Patients and methods: This phase I trial assessed the ATR inhibitor M6620 (VX-970) as monotherapy (once or twice weekly) and combined with carboplatin (carboplatin on day 1 and M6620 on days 2 and 9 in 21-day cycles). Primary objectives were safety, tolerability, and maximum tolerated dose; secondary objectives included pharmacokinetics and antitumor activity; exploratory objectives included pharmacodynamics in timed paired tumor biopsies.

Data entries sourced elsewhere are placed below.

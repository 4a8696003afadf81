// tests/expr_properties.rs
// Behavioural checks for the keyword expression compiler through the public API.

use qaly_curator::expr::{compile, parse, Expr, Op};
use qaly_curator::{Clause, ExprError};

fn clauses(list: &[&[&str]]) -> Vec<Clause> {
    list.iter().map(|c| Clause::new(c.iter().copied())).collect()
}

#[test]
fn one_operator_at_depth_one() {
    let leaves = ["hiv", "tuberculosis", "malaria", "\"heart disease\""];
    let or = compile(&leaves.join(" OR ")).unwrap();
    assert_eq!(or.len(), leaves.len());
    assert!(or.iter().all(|c| c.len() == 1));

    let and = compile(&leaves.join(" AND ")).unwrap();
    assert_eq!(
        and,
        clauses(&[&["hiv", "tuberculosis", "malaria", "heart disease"]])
    );
}

#[test]
fn distribution_law() {
    assert_eq!(
        compile("A AND (B OR C)").unwrap(),
        clauses(&[&["A", "B"], &["A", "C"]])
    );
    // OR on the left distributes the same way.
    assert_eq!(
        compile("(B OR C) AND A").unwrap(),
        clauses(&[&["B", "A"], &["C", "A"]])
    );
}

#[test]
fn mixed_operators_rejected_not_guessed() {
    let err = compile("A AND B OR C").unwrap_err();
    assert!(matches!(err, ExprError::MixedOperators { .. }));
    assert!(err.to_string().contains("A AND B OR C"));
}

#[test]
fn unbalanced_rejected_as_parse_error() {
    for bad in ["A AND (B OR C", "(A", "A)", "((A OR B)"] {
        let err = compile(bad).unwrap_err();
        assert!(err.is_parse_error(), "{bad}: {err:?}");
        assert!(err.to_string().contains("unbalanced"), "{bad}: {err}");
    }
}

#[test]
fn quoted_phrase_preserved() {
    assert_eq!(
        compile(r#"A AND "multi word phrase""#).unwrap(),
        clauses(&[&["A", "multi word phrase"]])
    );
}

#[test]
fn parse_tree_shape() {
    assert_eq!(
        parse("a AND (b OR c)").unwrap(),
        Expr::Group(
            Op::And,
            vec![
                Expr::Leaf("a".into()),
                Expr::Group(Op::Or, vec![Expr::Leaf("b".into()), Expr::Leaf("c".into())]),
            ]
        )
    );
    assert_eq!(parse("((solo))").unwrap(), Expr::Leaf("solo".into()));
}

#[test]
fn idempotent() {
    let e = r#"cancer AND (lung OR breast OR "colorectal cancer") AND (screening OR treatment)"#;
    let first = compile(e).unwrap();
    assert_eq!(first.len(), 6);
    assert_eq!(first, compile(e).unwrap());
}
mod common;

use inode_fs::{DIRECT_COUNT, SECTOR_SIZE};

use common::{mount, pattern};

#[test]
fn five_hundred_bytes() {
    let fs = mount(64);
    let sector = fs.create(500);
    let inode = fs.table.open(sector).unwrap();
    assert_eq!(500, inode.len());

    let bytes = pattern(500, 7);
    assert_eq!(500, inode.write_at(0, &bytes));
    assert_eq!(500, inode.len());

    let mut buf = vec![0; 500];
    assert_eq!(500, inode.read_at(0, &mut buf));
    assert_eq!(bytes, buf);
    assert_eq!(500, inode.len());
    fs.table.close(inode);
}

#[test]
fn new_file_reads_zeros() {
    let fs = mount(64);
    let sector = fs.create(2 * SECTOR_SIZE);
    let inode = fs.table.open(sector).unwrap();

    let mut buf = vec![0xFF; 2 * SECTOR_SIZE];
    assert_eq!(2 * SECTOR_SIZE, inode.read_at(0, &mut buf));
    assert!(buf.iter().all(|&b| b == 0));
    fs.table.close(inode);
}

#[test]
fn round_trip_across_tiers() {
    let fs = mount(512);
    let length = 300 * SECTOR_SIZE + 77;
    let sector = fs.create(length);
    let inode = fs.table.open(sector).unwrap();

    // 跨越直接索引与间接索引的边界，首尾都不对齐
    let offset = (DIRECT_COUNT - 2) * SECTOR_SIZE + 13;
    let bytes = pattern(5 * SECTOR_SIZE + 100, 1);
    assert_eq!(bytes.len(), inode.write_at(offset, &bytes));

    let mut buf = vec![0; bytes.len()];
    assert_eq!(bytes.len(), inode.read_at(offset, &mut buf));
    assert_eq!(bytes, buf);

    // 整个文件写满再读回
    let whole = pattern(length, 9);
    assert_eq!(length, inode.write_at(0, &whole));
    let mut buf = vec![0; length];
    assert_eq!(length, inode.read_at(0, &mut buf));
    assert_eq!(whole, buf);
    fs.table.close(inode);
}

#[test]
fn partial_write_keeps_neighbours() {
    let fs = mount(64);
    let sector = fs.create(SECTOR_SIZE);
    let inode = fs.table.open(sector).unwrap();

    let base = pattern(SECTOR_SIZE, 4);
    assert_eq!(SECTOR_SIZE, inode.write_at(0, &base));
    assert_eq!(4, inode.write_at(100, b"abcd"));

    let mut buf = vec![0; SECTOR_SIZE];
    assert_eq!(SECTOR_SIZE, inode.read_at(0, &mut buf));
    assert_eq!(&base[..100], &buf[..100]);
    assert_eq!(b"abcd", &buf[100..104]);
    assert_eq!(&base[104..], &buf[104..]);
    fs.table.close(inode);
}

#[test]
fn whole_sectors_skip_the_bounce_buffer() {
    let fs = mount(64);
    let sector = fs.create(4 * SECTOR_SIZE);
    let inode = fs.table.open(sector).unwrap();
    let bytes = pattern(4 * SECTOR_SIZE, 2);

    let (reads, writes) = (fs.disk.reads(), fs.disk.writes());
    assert_eq!(bytes.len(), inode.write_at(0, &bytes));
    assert_eq!(reads, fs.disk.reads());
    assert_eq!(writes + 4, fs.disk.writes());

    // 不对齐的写要先读出原扇区
    let (reads, writes) = (fs.disk.reads(), fs.disk.writes());
    assert_eq!(10, inode.write_at(SECTOR_SIZE + 5, &[0; 10]));
    assert_eq!(reads + 1, fs.disk.reads());
    assert_eq!(writes + 1, fs.disk.writes());
    fs.table.close(inode);
}

#[test]
fn transfers_stop_at_end_of_file() {
    let fs = mount(64);
    let sector = fs.create(1000);
    let inode = fs.table.open(sector).unwrap();

    let mut buf = vec![0; 100];
    assert_eq!(0, inode.read_at(1000, &mut buf));
    assert_eq!(0, inode.write_at(1000, &buf));
    assert_eq!(0, inode.read_at(5000, &mut buf));
    assert_eq!(0, inode.write_at(5000, &buf));

    // 跨过末尾的请求被截短
    assert_eq!(50, inode.write_at(950, &pattern(100, 5)));
    assert_eq!(50, inode.read_at(950, &mut buf));
    assert_eq!(&pattern(50, 5)[..], &buf[..50]);

    assert_eq!(0, inode.read_at(0, &mut []));
    assert_eq!(1000, inode.len());
    fs.table.close(inode);
}

#[test]
fn deny_write_blocks_all_writes() {
    let fs = mount(64);
    let sector = fs.create(SECTOR_SIZE);
    let inode = fs.table.open(sector).unwrap();
    let other = fs.table.open(sector).unwrap();

    inode.deny_write();
    other.deny_write();
    let writes = fs.disk.writes();
    assert_eq!(0, inode.write_at(0, b"blocked"));
    assert_eq!(0, other.write_at(0, &[1; SECTOR_SIZE]));
    assert_eq!(writes, fs.disk.writes());

    // 读不受影响
    let mut buf = [0xFF; 7];
    assert_eq!(7, inode.read_at(0, &mut buf));
    assert_eq!([0; 7], buf);

    inode.allow_write();
    assert_eq!(0, inode.write_at(0, b"blocked"));
    other.allow_write();
    assert_eq!(7, inode.write_at(0, b"allowed"));
    assert!(!inode.is_write_denied());

    fs.table.close(other);
    fs.table.close(inode);
}

#[test]
#[should_panic]
fn deny_more_than_openers() {
    let fs = mount(16);
    let sector = fs.create(10);
    let inode = fs.table.open(sector).unwrap();
    inode.deny_write();
    inode.deny_write();
}

#[test]
#[should_panic]
fn allow_without_deny() {
    let fs = mount(16);
    let sector = fs.create(10);
    let inode = fs.table.open(sector).unwrap();
    inode.allow_write();
}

Results: Forty patients were enrolled; 17 received M6620 monotherapy, which was safe and well tolerated. The recommended phase II dose (RP2D) for once- or twice-weekly administration was 240 mg/m². A patient with metastatic colorectal cancer harboring molecular aberrations, including ATM loss and an ARID1A mutation, achieved RECISTv1.1 complete response and maintained this response, with a progression-free survival of 29 months at last assessment. Twenty-three patients received M6620 with carboplatin, with mechanism-based hematologic toxicities at higher doses, requiring dose delays and reductions. The RP2D for combination therapy was M6620 90 mg/m² with carboplatin AUC5. A patient with advanced germline BRCA1 ovarian cancer achieved RECISTv1.1 partial response and Gynecologic Cancer Intergroup CA125 response despite being platinum refractory and PARP inhibitor resistant. An additional 15 patients had RECISTv1.1 stable disease as best response. Pharmacokinetics were dose proportional and exceeded preclinical efficacious levels. Pharmacodynamic studies demonstrated substantial inhibition of phosphorylation of CHK1, the downstream ATR substrate.

Conclusion: To our knowledge, this report is the first of an ATR inhibitor as monotherapy and combined with carboplatin. M6620 was well tolerated, with target engagement and preliminary antitumor responses observed.

FIG 1.

Patient flow diagram. AUC, area under the curve; RP2D, recommended phase II dose. (*) Part B started with a dose-escalation design, but dose reductions were required because of toxicities.

FIG 2.

Pharmacodynamic profile of M6620. (A) Ataxia telangiectasia and Rad3-related protein (ATR) pathway schematic. (B) Biopsy schematic. (C) Patient characteristics for biopsy study. (D) Spaghetti plot. (E) Phosphorylated checkpoint kinase 1 (pCHK1) immunohistochemistry (IHC) image from patient 23; predose biopsy (top) and postdose biopsy (bottom), with negative immunoglobulin G (IgG) controls on the right. Approx, approximately; AUC, area under the curve.

FIG 3.

Patient with colorectal cancer who achieved a RECISTv1.1 complete response (CR) to M6620 monotherapy. (A, B) At last assessment, the patient remained in RECISTv1.1 CR with an ongoing progression-free survival of 29 months. At trial baseline, the patient had disease progression in his left common iliac lymph nodes, the largest of which measured 30 mm along the long axis and 18 mm along the short axis (B, top panel). There was also disease progression with worsening peritoneal disease in his anterior abdomen and asymmetric thickening of his transverse colon lateral to surgical clips, in keeping with a local tumor recurrence with transmural infiltration (B, bottom panel). (A) Immunohistochemistry of archived tumor sample showed ataxia-telangiectasia mutated (ATM) loss (left) and AT-rich interaction domain 1A (ARID1A) loss (right). Patient also had other relevant aberrations (see Results section). (B) Computed tomography scans before treatment (left) and 29 months after treatment (right) demonstrated response of left common iliac lymph node and other lesions to single-agent M6620. Top panel shows left common iliac node. Bottom panel shows local recurrence in transverse colon with peritoneal malignant infiltration and left para-aortic nodes. (C, D) Patient with ovarian cancer achieved a RECISTv1.1 partial response to M6620 plus carboplatin combination therapy. (C) Computed tomography scans before (left) and 5 months after therapy (right) showed partial response of left peritoneal disease. (D) There was a corresponding decrease in cancer antigen 125 (CA125) levels, which was a Gynecologic Cancer Intergroup response.

FIG 4.

Maximum change from baseline in the sum of target tumor lesion diameters with combination therapy. AUC, area under the curve; PD, progressive disease; PR, partial response; SD, stable disease.